◆ **ABOUT THIS TASK**:
The lines from the top of the listing through the one containing "and REC.2020 standards." are to be retyped exactly, with no other lines.

◆ **MATERIAL PROVIDED**:
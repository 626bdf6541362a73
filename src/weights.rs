//! Weight schemes deciding how much each channel contributes to lightness.
//!
//! There are two families:
//! - [`RgbWeights`] weigh the red, green and blue channels directly, like the
//!   luma coefficients of the REC.601, REC.709 and REC.2020 standards.
//! - [`SortedWeights`] weigh the largest, middle and smallest channel of a
//!   color, which is how HSV, HLS and HSI define their lightness.
//!
//! Both keep their three weights private. The presets are vetted constants
//! and custom weights have to go through a validating constructor, so any
//! value of these types sums to one.

use std::fmt;
use std::str::FromStr;

use tracing::debug;

use crate::color::{Component, Components};
use crate::error::{ConfigurationError, Result};
use crate::hexcone::{Channel, Roles, Sorted};

/// Maximum distance from one that the sum of custom weights may have.
const SUM_TOLERANCE: Component = 1.0e-6;

fn validate(weights: [Component; 3]) -> Result<()> {
    for (index, &value) in weights.iter().enumerate() {
        if !value.is_finite() {
            return Err(ConfigurationError::NonFiniteWeight { index, value });
        }
        if value < 0.0 {
            return Err(ConfigurationError::NegativeWeight { index, value });
        }
    }

    let sum: Component = weights.iter().sum();
    if (sum - 1.0).abs() > SUM_TOLERANCE {
        return Err(ConfigurationError::WeightsNotNormalized { sum });
    }

    Ok(())
}

fn find_preset<T: Copy>(presets: &[(&str, T)], name: &str) -> Result<T> {
    presets
        .iter()
        .find(|(preset, _)| preset.eq_ignore_ascii_case(name.trim()))
        .map(|(_, weights)| *weights)
        .ok_or_else(|| {
            debug!(name, "unknown weight preset");
            ConfigurationError::UnknownPreset(name.to_string())
        })
}

/// Weights applied directly to the red, green and blue channels.
#[derive(Clone, Copy, Debug, PartialEq)]
pub struct RgbWeights {
    red: Component,
    green: Component,
    blue: Component,
}

impl RgbWeights {
    /// Luma coefficients of ITU-R BT.601.
    pub const REC601: Self = Self::new_unchecked(0.299, 0.587, 0.114);

    /// Luma coefficients of ITU-R BT.709, also used by sRGB.
    pub const REC709: Self = Self::new_unchecked(0.2126, 0.7152, 0.0722);

    /// Luma coefficients of ITU-R BT.2020.
    pub const REC2020: Self = Self::new_unchecked(0.2627, 0.6780, 0.0593);

    /// All presets with the names they can be parsed from.
    pub const PRESETS: [(&'static str, Self); 3] = [
        ("rec601", Self::REC601),
        ("rec709", Self::REC709),
        ("rec2020", Self::REC2020),
    ];

    const fn new_unchecked(red: Component, green: Component, blue: Component) -> Self {
        Self { red, green, blue }
    }

    /// Create custom weights. Every weight must be positive and the weights
    /// must sum to one.
    pub fn new(red: Component, green: Component, blue: Component) -> Result<Self> {
        let weights = [red, green, blue];
        validate(weights)
            .and_then(|_| match weights.iter().position(|&w| w == 0.0) {
                // A primary without any luma has no defined chroma.
                Some(index) => Err(ConfigurationError::ZeroWeight { index }),
                None => Ok(Self::new_unchecked(red, green, blue)),
            })
            .inspect_err(|err| debug!(red, green, blue, %err, "rejected rgb weights"))
    }

    /// The weight of the red channel.
    pub fn red(&self) -> Component {
        self.red
    }

    /// The weight of the green channel.
    pub fn green(&self) -> Component {
        self.green
    }

    /// The weight of the blue channel.
    pub fn blue(&self) -> Component {
        self.blue
    }

    /// The weights as `(red, green, blue)` components.
    pub fn to_components(&self) -> Components {
        Components(self.red, self.green, self.blue)
    }

    pub(crate) fn of(&self, channel: Channel) -> Component {
        match channel {
            Channel::Red => self.red,
            Channel::Green => self.green,
            Channel::Blue => self.blue,
        }
    }

    /// The weighted sum of the channels.
    pub(crate) fn luma(&self, rgb: &Components) -> Component {
        self.red * rgb.0 + self.green * rgb.1 + self.blue * rgb.2
    }
}

impl Default for RgbWeights {
    fn default() -> Self {
        Self::REC709
    }
}

impl FromStr for RgbWeights {
    type Err = ConfigurationError;

    fn from_str(s: &str) -> Result<Self> {
        find_preset(&Self::PRESETS, s)
    }
}

impl fmt::Display for RgbWeights {
    fn fmt(&self, f: &mut fmt::Formatter<'_>) -> fmt::Result {
        write!(f, "rgb({}, {}, {})", self.red, self.green, self.blue)
    }
}

/// Weights applied to the largest, middle and smallest channel of a color.
#[derive(Clone, Copy, Debug, PartialEq)]
pub struct SortedWeights {
    max: Component,
    mid: Component,
    min: Component,
}

impl SortedWeights {
    /// Intensity, the mean of the channels.
    pub const HSI: Self = Self::new_unchecked(1.0 / 3.0, 1.0 / 3.0, 1.0 / 3.0);

    /// Value, the largest channel.
    pub const HSV: Self = Self::new_unchecked(1.0, 0.0, 0.0);

    /// Lightness, the midpoint of the largest and smallest channel.
    pub const HLS: Self = Self::new_unchecked(0.5, 0.0, 0.5);

    /// All presets with the names they can be parsed from.
    pub const PRESETS: [(&'static str, Self); 3] = [
        ("hsi", Self::HSI),
        ("hsv", Self::HSV),
        ("hls", Self::HLS),
    ];

    const fn new_unchecked(max: Component, mid: Component, min: Component) -> Self {
        Self { max, mid, min }
    }

    /// Create custom weights. Weights must not be negative, must sum to one
    /// and the weight of the largest channel must be positive.
    pub fn new(max: Component, mid: Component, min: Component) -> Result<Self> {
        validate([max, mid, min])
            .and_then(|_| {
                if max == 0.0 {
                    Err(ConfigurationError::ZeroWeight { index: 0 })
                } else {
                    Ok(Self::new_unchecked(max, mid, min))
                }
            })
            .inspect_err(|err| debug!(max, mid, min, %err, "rejected sorted weights"))
    }

    /// The weight of the largest channel.
    pub fn max(&self) -> Component {
        self.max
    }

    /// The weight of the middle channel.
    pub fn mid(&self) -> Component {
        self.mid
    }

    /// The weight of the smallest channel.
    pub fn min(&self) -> Component {
        self.min
    }

    /// The weights as `(max, mid, min)` components.
    pub fn to_components(&self) -> Components {
        Components(self.max, self.mid, self.min)
    }
}

impl FromStr for SortedWeights {
    type Err = ConfigurationError;

    fn from_str(s: &str) -> Result<Self> {
        find_preset(&Self::PRESETS, s)
    }
}

impl fmt::Display for SortedWeights {
    fn fmt(&self, f: &mut fmt::Formatter<'_>) -> fmt::Result {
        write!(f, "sorted({}, {}, {})", self.max, self.mid, self.min)
    }
}

/// Selects the weight scheme of a generalized hexcone conversion.
#[derive(Clone, Copy, Debug, PartialEq)]
pub enum Weighting {
    /// Weigh the channels by their rank within the color.
    Sorted(SortedWeights),
    /// Weigh the red, green and blue channels directly.
    Direct(RgbWeights),
}

impl From<SortedWeights> for Weighting {
    fn from(value: SortedWeights) -> Self {
        Weighting::Sorted(value)
    }
}

impl From<RgbWeights> for Weighting {
    fn from(value: RgbWeights) -> Self {
        Weighting::Direct(value)
    }
}

impl Weighting {
    /// The lightness of a color.
    pub(crate) fn lightness(&self, rgb: &Components, sorted: &Sorted) -> Component {
        match self {
            Weighting::Sorted(w) => w.max * sorted.max + w.mid * sorted.mid + w.min * sorted.min,
            Weighting::Direct(w) => w.luma(rgb),
        }
    }

    /// The lightness of the fully saturated color whose middle channel sits
    /// at `mid_fraction` between its smallest (0) and largest (1) channel.
    pub(crate) fn pure_lightness(&self, roles: Roles, mid_fraction: Component) -> Component {
        let (max, mid) = match self {
            Weighting::Sorted(w) => (w.max, w.mid),
            Weighting::Direct(w) => (w.of(roles.max), w.of(roles.mid)),
        };
        max + mid * mid_fraction
    }
}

◆ **ANSWER FOR THE TASK**:
repository 626bdf6541362a73
filename src/weights.rs
//! Weight schemes deciding how much each channel contributes to lightness.
//!
//! There are two families:
//! - [`RgbWeights`] weigh the red, green and blue channels directly, like the
//!   luma coefficients of the REC.601, REC.709 and REC.2020 standards.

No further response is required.